### PROBLEM TO SOLVE:
Check every line of the entries that follow, and copy the ones containing "ServerConfig".

INFORMATION GIVEN Start Marker

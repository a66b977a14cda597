//! Server configuration.

use std::time::Duration;

use transit_settings::{ProximitySettings, RelaySettings};

/// Configuration for the transit server.
#[derive(Clone, Debug)]
pub struct ServerConfig {
    /// Host to bind (default `"127.0.0.1"`).
    pub host: String,
    /// Port to bind (default `0` for auto-assign).
    pub port: u16,
    /// Maximum concurrent WebSocket connections.
    pub max_connections: usize,
    /// Interval between server Ping frames.
    pub heartbeat_interval: Duration,
    /// Disconnect a client silent for this long.
    pub heartbeat_timeout: Duration,
    /// Max WebSocket message size in bytes.
    pub max_message_size: usize,
    /// Per-connection outbound queue depth.
    pub outbound_buffer: usize,
    /// Allowed CORS origins. Empty allows any origin.
    pub cors_origins: Vec<String>,
    /// Nearest-vehicle and ETA query defaults.
    pub proximity: ProximitySettings,
}

impl ServerConfig {
    /// Build from loaded settings.
    pub fn from_settings(settings: &RelaySettings) -> Self {
        let server = &settings.server;
        Self {
            host: server.host.clone(),
            port: server.port,
            max_connections: server.max_connections,
            heartbeat_interval: Duration::from_secs(server.heartbeat_interval_secs.max(1)),
            heartbeat_timeout: Duration::from_secs(server.heartbeat_timeout_secs.max(1)),
            max_message_size: server.max_message_size,
            outbound_buffer: server.outbound_buffer.max(1),
            cors_origins: server.cors_origins.clone(),
            proximity: settings.proximity.clone(),
        }
    }

    /// `host:port` string for binding.
    pub fn bind_addr(&self) -> String {
        format!("{}:{}", self.host, self.port)
    }
}

impl Default for ServerConfig {
    fn default() -> Self {
        Self {
            host: "127.0.0.1".into(),
            port: 0,
            max_connections: 1000,
            heartbeat_interval: Duration::from_secs(25),
            heartbeat_timeout: Duration::from_secs(60),
            max_message_size: 64 * 1024,
            outbound_buffer: 256,
            cors_origins: Vec::new(),
            proximity: ProximitySettings::default(),
        }
    }
}
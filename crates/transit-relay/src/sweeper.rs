//! Staleness sweep.
//!
//! The worker runs [`sweep`] on every tick of [`sweep_interval`]. Each
//! stale session is ended on its own; a session refreshed between ticks is
//! simply not selected.

use std::time::Duration;

use metrics::histogram;
use tokio::time::{Instant, Interval, MissedTickBehavior};
use tracing::debug;

use crate::presence::OperatorSession;
use crate::state::{EndCause, RelayState};
use crate::telemetry::RELAY_SWEEP_DURATION_SECONDS;

/// Tick source for the sweep. First tick fires one `period` from now.
///
/// Ticks missed while a sweep runs are delayed rather than bunched.
pub fn sweep_interval(period: Duration) -> Interval {
    let mut interval = tokio::time::interval_at(Instant::now() + period, period);
    interval.set_missed_tick_behavior(MissedTickBehavior::Delay);
    interval
}

/// End every session silent for longer than `threshold` as of `now`,
/// announcing `went-offline` for each. Returns the evicted sessions.
pub fn sweep(state: &mut RelayState, now: Instant, threshold: Duration) -> Vec<OperatorSession> {
    let started = std::time::Instant::now();
    let evicted: Vec<OperatorSession> = state
        .presence
        .stale_operators(now, threshold)
        .into_iter()
        .filter_map(|operator_id| state.end_session(&operator_id, EndCause::Stale))
        .collect();
    histogram!(RELAY_SWEEP_DURATION_SECONDS).record(started.elapsed().as_secs_f64());
    if !evicted.is_empty() {
        debug!(
            evicted = evicted.len(),
            remaining = state.presence.len(),
            "sweep evicted stale operators"
        );
    }
    evicted
}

INFORMATION GIVEN End Marker

### ANSWER SECTION:
pub struct ServerConfig {
impl ServerConfig {
impl Default for ServerConfig {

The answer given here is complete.